[Stored data]
:::
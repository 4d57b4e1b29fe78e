//! Black-box integration tests: drive the daemon over a real Unix socket
//! with a real PTY running `cat`, exercising the scenarios spec.md §8
//! names as testable properties end to end.

use anyhow::{Context, Result};
use std::time::Duration;
use tokio::io::{AsyncReadExt, AsyncWriteExt};
use tokio::net::{UnixListener, UnixStream};
use tokio::time::timeout;

const HANDSHAKE_MAGIC: u32 = 0x48435452;

/// A decoded server→client frame, with the compression bit already
/// stripped out of `kind` and the payload already inflated if it was set.
struct Frame {
    kind: u8,
    payload: Vec<u8>,
}

async fn read_frame(stream: &mut UnixStream) -> Result<Frame> {
    let mut header = [0u8; 5];
    stream.read_exact(&mut header).await.context("read frame header")?;
    let raw_kind = header[0];
    let len = u32::from_le_bytes([header[1], header[2], header[3], header[4]]) as usize;
    let mut payload = vec![0u8; len];
    if len > 0 {
        stream.read_exact(&mut payload).await.context("read frame payload")?;
    }
    let compressed = raw_kind & 0x80 != 0;
    let kind = raw_kind & 0x7f;
    let payload = if compressed { rtach_wire::codec::decompress(&payload)? } else { payload };
    Ok(Frame { kind, payload })
}

async fn read_frame_skipping(stream: &mut UnixStream, skip_kind: u8) -> Result<Frame> {
    loop {
        let frame = read_frame(stream).await?;
        if frame.kind != skip_kind {
            return Ok(frame);
        }
    }
}

struct Daemon {
    socket_path: std::path::PathBuf,
    _dir: tempfile::TempDir,
    task: tokio::task::JoinHandle<()>,
}

impl Daemon {
    async fn spawn(command: &[&str]) -> Result<Self> {
        let dir = tempfile::tempdir()?;
        let socket_path = dir.path().join("rtach.sock");
        let fifo_path = dir.path().join("rtach.sock.cmd");

        let (fifo_file, cmd_fd) = rtach::pty::open_command_fifo(&fifo_path)?;
        let command: Vec<String> = command.iter().map(|s| s.to_string()).collect();
        let (pty, pty_reader) = rtach::pty::Pty::spawn(24, 80, &command, cmd_fd)?;

        let std_listener = std::os::unix::net::UnixListener::bind(&socket_path)?;
        std_listener.set_nonblocking(true)?;
        let listener = UnixListener::from_std(std_listener)?;

        let session = rtach::session::Session::new(64 * 1024, 24, 80);
        let socket_path_for_task = socket_path.clone();
        let task = tokio::spawn(async move {
            let _ = rtach::mux::run(session, pty, pty_reader, listener, fifo_file, 3600, socket_path_for_task).await;
        });

        // Give the accept loop a moment to start listening.
        tokio::time::sleep(Duration::from_millis(50)).await;

        Ok(Self { socket_path, _dir: dir, task })
    }

    async fn connect(&self) -> Result<UnixStream> {
        UnixStream::connect(&self.socket_path).await.context("connect to daemon socket")
    }
}

impl Drop for Daemon {
    fn drop(&mut self) {
        self.task.abort();
    }
}

fn upgrade_packet() -> Vec<u8> {
    rtach_wire::Packet::Upgrade(None).encode().unwrap()
}

fn attach_packet(id: Option<[u8; 16]>) -> Vec<u8> {
    rtach_wire::Packet::Attach(id).encode().unwrap()
}

fn push_packet(data: &[u8]) -> Vec<u8> {
    rtach_wire::Packet::Push(data.to_vec()).encode().unwrap()
}

#[tokio::test]
async fn handshake_matches_protocol_version() -> Result<()> {
    let daemon = Daemon::spawn(&["cat"]).await?;
    let mut client = daemon.connect().await?;
    client.write_all(&upgrade_packet()).await?;

    let frame = timeout(Duration::from_secs(2), read_frame(&mut client)).await??;
    assert_eq!(frame.kind, 255, "first frame after upgrade must be the handshake");
    assert_eq!(u32::from_le_bytes(frame.payload[0..4].try_into().unwrap()), HANDSHAKE_MAGIC);
    assert_eq!(frame.payload[4], rtach_wire::PROTOCOL_VER_MAJOR);
    assert_eq!(frame.payload[5], rtach_wire::PROTOCOL_VER_MINOR);
    Ok(())
}

#[tokio::test]
async fn attached_client_sees_its_own_pty_output() -> Result<()> {
    let daemon = Daemon::spawn(&["cat"]).await?;
    let mut client = daemon.connect().await?;
    client.write_all(&upgrade_packet()).await?;
    let _handshake = timeout(Duration::from_secs(2), read_frame(&mut client)).await??;

    client.write_all(&attach_packet(None)).await?;
    client.write_all(&push_packet(b"hello rtach\n")).await?;

    let frame = timeout(Duration::from_secs(2), read_frame_skipping(&mut client, 4)).await??;
    assert_eq!(frame.kind, 0, "expected a terminal_data frame");
    assert!(frame.payload.windows(b"hello rtach".len()).any(|w| w == b"hello rtach"));
    Ok(())
}

#[tokio::test]
async fn paginated_scrollback_reports_total_len_and_offset() -> Result<()> {
    let daemon = Daemon::spawn(&["cat"]).await?;
    let mut client = daemon.connect().await?;
    client.write_all(&upgrade_packet()).await?;
    let _handshake = timeout(Duration::from_secs(2), read_frame(&mut client)).await??;

    client.write_all(&attach_packet(None)).await?;
    client.write_all(&push_packet(b"0123456789\n")).await?;
    // Drain the echoed terminal_data frame before asking for a page.
    let _ = timeout(Duration::from_secs(2), read_frame_skipping(&mut client, 4)).await??;

    let page_packet = rtach_wire::Packet::RequestScrollbackPage { offset: 0, limit: 4 }.encode()?;
    client.write_all(&page_packet).await?;

    let frame = timeout(Duration::from_secs(2), read_frame_skipping(&mut client, 4)).await??;
    assert_eq!(frame.kind, 3, "expected a scrollback_page frame");
    let total_len = u32::from_le_bytes(frame.payload[0..4].try_into().unwrap());
    let offset = u32::from_le_bytes(frame.payload[4..8].try_into().unwrap());
    assert_eq!(offset, 0);
    assert!(total_len >= 11);
    assert_eq!(frame.payload[8..].len(), 4);
    Ok(())
}

#[tokio::test]
async fn duplicate_client_id_evicts_previous_holder() -> Result<()> {
    let daemon = Daemon::spawn(&["cat"]).await?;

    let id = [7u8; 16];
    let mut first = daemon.connect().await?;
    first.write_all(&upgrade_packet()).await?;
    let _ = timeout(Duration::from_secs(2), read_frame(&mut first)).await??;
    first.write_all(&attach_packet(Some(id))).await?;

    let mut second = daemon.connect().await?;
    second.write_all(&upgrade_packet()).await?;
    let _ = timeout(Duration::from_secs(2), read_frame(&mut second)).await??;
    second.write_all(&attach_packet(Some(id))).await?;

    // The first connection should observe EOF (its socket was closed).
    let mut buf = [0u8; 1];
    let n = timeout(Duration::from_secs(2), first.read(&mut buf)).await??;
    assert_eq!(n, 0, "evicted client's socket should be closed");
    Ok(())
}

#[tokio::test]
async fn pause_then_resume_flushes_buffered_output() -> Result<()> {
    let daemon = Daemon::spawn(&["cat"]).await?;
    let mut client = daemon.connect().await?;
    client.write_all(&upgrade_packet()).await?;
    let _ = timeout(Duration::from_secs(2), read_frame(&mut client)).await??;
    client.write_all(&attach_packet(None)).await?;

    let pause_packet = rtach_wire::Packet::Pause.encode()?;
    client.write_all(&pause_packet).await?;
    client.write_all(&push_packet(b"buffered while paused\n")).await?;

    // While paused the client must not receive terminal_data frames; give
    // the daemon a moment to process the push before resuming.
    tokio::time::sleep(Duration::from_millis(100)).await;

    let resume_packet = rtach_wire::Packet::Resume.encode()?;
    client.write_all(&resume_packet).await?;

    let frame = timeout(Duration::from_secs(2), read_frame_skipping(&mut client, 4)).await??;
    assert_eq!(frame.kind, 0);
    assert!(frame.payload.windows(b"buffered while paused".len()).any(|w| w == b"buffered while paused"));
    Ok(())
}
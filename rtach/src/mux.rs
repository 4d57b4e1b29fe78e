//! Multiplexer / Event Loop (X): owns the PTY, the listening socket, the
//! command FIFO, and every client connection; dispatches events to the
//! [`Session`] and carries out the [`Action`]s it returns.
//!
//! Implemented as a single-consumer actor: independent tokio tasks (the
//! PTY's blocking reader, the accept loop, one reader task per client,
//! the FIFO line reader) all feed one `mpsc` channel drained by a single
//! task that owns `Session` and `Pty`. Nothing in the core is ever
//! touched from two tasks at once, so there is no lock to take.

use std::collections::HashMap;
use std::io::{BufRead, Read};
use std::path::{Path, PathBuf};
use std::time::Duration;

use tokio::io::{AsyncReadExt, AsyncWriteExt};
use tokio::net::unix::{OwnedReadHalf, OwnedWriteHalf};
use tokio::net::UnixListener;
use tokio::sync::{mpsc, oneshot};
use tracing::{info, warn};

use crate::pty::{self, Pty};
use crate::session::{Action, ClientHandle, Session};

enum Event {
    PtyData(Vec<u8>),
    PtyClosed,
    Accepted { writer: mpsc::UnboundedSender<Vec<u8>>, reply: oneshot::Sender<ClientHandle> },
    ClientData { handle: ClientHandle, data: Vec<u8> },
    ClientClosed { handle: ClientHandle },
    FifoLine(Vec<u8>),
}

/// Run the event loop until PTY EOF or a fatal loop error. Performs
/// best-effort shutdown (signal the child, unlink socket + FIFO) before
/// returning.
pub async fn run(
    mut session: Session,
    mut pty: Pty,
    pty_reader: Box<dyn Read + Send>,
    listener: UnixListener,
    fifo_file: std::fs::File,
    idle_secs: u64,
    socket_path: PathBuf,
) -> anyhow::Result<()> {
    let (tx, mut rx) = mpsc::unbounded_channel::<Event>();
    let mut client_writers: HashMap<ClientHandle, mpsc::UnboundedSender<Vec<u8>>> = HashMap::new();

    spawn_pty_reader(pty_reader, tx.clone());
    spawn_accept_loop(listener, tx.clone());
    spawn_fifo_reader(fifo_file, tx.clone());

    let idle_duration = Duration::from_secs(idle_secs.max(1));
    let mut idle_deadline = tokio::time::Instant::now() + idle_duration;

    loop {
        tokio::select! {
            event = rx.recv() => {
                let Some(event) = event else { break };
                match event {
                    Event::PtyData(data) => {
                        idle_deadline = tokio::time::Instant::now() + idle_duration;
                        let actions = session.on_pty_bytes(&data);
                        apply_actions(&mut session, &mut pty, &mut client_writers, actions);
                    }
                    Event::PtyClosed => {
                        info!("pty closed, shutting down");
                        break;
                    }
                    Event::Accepted { writer, reply } => {
                        let (handle, handshake) = session.add_client();
                        let _ = writer.send(handshake);
                        client_writers.insert(handle, writer);
                        let _ = reply.send(handle);
                    }
                    Event::ClientData { handle, data } => {
                        let actions = session.on_client_bytes(handle, &data);
                        apply_actions(&mut session, &mut pty, &mut client_writers, actions);
                    }
                    Event::ClientClosed { handle } => {
                        session.remove_client(handle);
                        client_writers.remove(&handle);
                    }
                    Event::FifoLine(line) => {
                        let actions = session.command_frame_actions(&line);
                        apply_actions(&mut session, &mut pty, &mut client_writers, actions);
                    }
                }
            }
            _ = tokio::time::sleep_until(idle_deadline) => {
                idle_deadline = tokio::time::Instant::now() + idle_duration;
                let actions = session.idle_frame_actions();
                apply_actions(&mut session, &mut pty, &mut client_writers, actions);
                if let Some(title) = session.title() {
                    if let Err(e) = crate::idle::persist_title(&socket_path, title) {
                        warn!("failed to persist title: {e}");
                    }
                }
            }
        }
    }

    shutdown(&mut pty, &socket_path);
    Ok(())
}

fn apply_actions(
    session: &mut Session,
    pty: &mut Pty,
    client_writers: &mut HashMap<ClientHandle, mpsc::UnboundedSender<Vec<u8>>>,
    actions: Vec<Action>,
) {
    for action in actions {
        match action {
            Action::Send { to, frame } => {
                let dead = match client_writers.get(&to) {
                    Some(tx) => tx.send(frame).is_err(),
                    None => false,
                };
                if dead {
                    client_writers.remove(&to);
                    session.remove_client(to);
                }
            }
            Action::Close { to } => {
                // Dropping the sender closes the writer task's channel,
                // which drains and exits, closing the socket.
                client_writers.remove(&to);
                session.remove_client(to);
            }
            Action::WritePty(data) => {
                if let Err(e) = pty.write_all(&data) {
                    warn!("pty write error: {e}");
                }
            }
            Action::ResizePty { rows, cols, xpixel, ypixel } => {
                if let Err(e) = pty.resize(rows, cols, xpixel, ypixel) {
                    warn!("pty resize error: {e}");
                }
            }
            Action::SignalWinch => {
                if let Some(pid) = pty.process_id() {
                    pty::signal_process_group(pid, libc::SIGWINCH);
                }
            }
        }
    }
}

fn spawn_pty_reader(mut reader: Box<dyn Read + Send>, tx: mpsc::UnboundedSender<Event>) {
    tokio::task::spawn_blocking(move || {
        let mut buf = [0u8; 8192];
        loop {
            match reader.read(&mut buf) {
                Ok(0) => {
                    let _ = tx.send(Event::PtyClosed);
                    break;
                }
                Ok(n) => {
                    if tx.send(Event::PtyData(buf[..n].to_vec())).is_err() {
                        break;
                    }
                }
                Err(e) => {
                    warn!("pty read error: {e}");
                    let _ = tx.send(Event::PtyClosed);
                    break;
                }
            }
        }
    });
}

fn spawn_accept_loop(listener: UnixListener, tx: mpsc::UnboundedSender<Event>) {
    tokio::spawn(async move {
        loop {
            let (stream, _addr) = match listener.accept().await {
                Ok(pair) => pair,
                Err(e) => {
                    warn!("accept error: {e}");
                    break;
                }
            };
            let (read_half, write_half) = stream.into_split();
            let (writer_tx, writer_rx) = mpsc::unbounded_channel::<Vec<u8>>();
            tokio::spawn(client_writer_task(write_half, writer_rx));

            let (reply_tx, reply_rx) = oneshot::channel();
            if tx.send(Event::Accepted { writer: writer_tx, reply: reply_tx }).is_err() {
                break;
            }
            let main_tx = tx.clone();
            tokio::spawn(async move {
                let Ok(handle) = reply_rx.await else { return };
                client_reader_task(handle, read_half, main_tx).await;
            });
        }
    });
}

async fn client_writer_task(mut write_half: OwnedWriteHalf, mut rx: mpsc::UnboundedReceiver<Vec<u8>>) {
    while let Some(frame) = rx.recv().await {
        if write_half.write_all(&frame).await.is_err() {
            return;
        }
    }
    // The actor dropped our sender (Close action, or the client was
    // evicted) — shut down our write direction so the peer's next read
    // observes EOF instead of hanging forever.
    let _ = write_half.shutdown().await;
}

async fn client_reader_task(handle: ClientHandle, mut read_half: OwnedReadHalf, tx: mpsc::UnboundedSender<Event>) {
    let mut buf = [0u8; 4096];
    loop {
        match read_half.read(&mut buf).await {
            Ok(0) => break,
            Ok(n) => {
                if tx.send(Event::ClientData { handle, data: buf[..n].to_vec() }).is_err() {
                    break;
                }
            }
            Err(_) => break,
        }
    }
    let _ = tx.send(Event::ClientClosed { handle });
}

fn spawn_fifo_reader(file: std::fs::File, tx: mpsc::UnboundedSender<Event>) {
    tokio::task::spawn_blocking(move || {
        let mut reader = std::io::BufReader::new(file);
        let mut line = String::new();
        loop {
            line.clear();
            match reader.read_line(&mut line) {
                Ok(0) => break,
                Ok(_) => {
                    let trimmed = line.trim_end_matches(['\n', '\r']);
                    if tx.send(Event::FifoLine(trimmed.as_bytes().to_vec())).is_err() {
                        break;
                    }
                }
                Err(e) => {
                    warn!("command fifo read error: {e}");
                    break;
                }
            }
        }
    });
}

fn shutdown(pty: &mut Pty, socket_path: &Path) {
    if let Some(pid) = pty.process_id() {
        unsafe {
            libc::kill(pid as i32, libc::SIGTERM);
        }
    }
    let _ = std::fs::remove_file(socket_path);
    let mut fifo_path = socket_path.as_os_str().to_owned();
    fifo_path.push(".cmd");
    let _ = std::fs::remove_file(fifo_path);
}
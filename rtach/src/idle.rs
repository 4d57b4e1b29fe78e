//! Title persistence for the Idle/Title timer (T).
//!
//! The timer itself (re-armed on every PTY byte, firing an `idle` frame
//! after a quiet interval) is driven by the event loop with
//! `tokio::time::Instant`/`sleep_until`; this module only owns the
//! filesystem side-effect: atomically writing the most recently observed
//! window title to `{socket_path}.title`.

use std::path::{Path, PathBuf};

fn with_suffix(path: &Path, suffix: &str) -> PathBuf {
    let mut owned = path.as_os_str().to_owned();
    owned.push(suffix);
    PathBuf::from(owned)
}

/// Atomically persist `title` to `{socket_path}.title` via a temp-file +
/// rename in the same directory, so a reader never observes a partial
/// write. Uses only relative path operations — never assumes an absolute
/// `socket_path`.
pub fn persist_title(socket_path: &Path, title: &[u8]) -> std::io::Result<()> {
    let tmp_path = with_suffix(socket_path, ".title.tmp");
    let final_path = with_suffix(socket_path, ".title");
    std::fs::write(&tmp_path, title)?;
    std::fs::rename(&tmp_path, &final_path)?;
    Ok(())
}

#[cfg(test)]
mod tests {
    use super::*;

    #[test]
    fn persists_title_to_sibling_file() {
        let dir = tempfile::tempdir().unwrap();
        let socket_path = dir.path().join("rtach.sock");
        persist_title(&socket_path, b"my shell").unwrap();
        let contents = std::fs::read(dir.path().join("rtach.sock.title")).unwrap();
        assert_eq!(contents, b"my shell");
        assert!(!dir.path().join("rtach.sock.title.tmp").exists());
    }

    #[test]
    fn overwrites_previous_title() {
        let dir = tempfile::tempdir().unwrap();
        let socket_path = dir.path().join("rtach.sock");
        persist_title(&socket_path, b"first").unwrap();
        persist_title(&socket_path, b"second").unwrap();
        let contents = std::fs::read(dir.path().join("rtach.sock.title")).unwrap();
        assert_eq!(contents, b"second");
    }

    #[test]
    fn relative_path_works_from_current_directory() {
        let dir = tempfile::tempdir().unwrap();
        let prev = std::env::current_dir().unwrap();
        std::env::set_current_dir(dir.path()).unwrap();
        let result = persist_title(Path::new("rtach.sock"), b"relative");
        std::env::set_current_dir(prev).unwrap();
        result.unwrap();
        assert_eq!(std::fs::read(dir.path().join("rtach.sock.title")).unwrap(), b"relative");
    }
}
:::
• **TASK OBJECTIVE**
Among the entries above, how many lines hold the string "encode"? Respond with nothing but the number.

• **RESULT OF THE EXERCISE**
6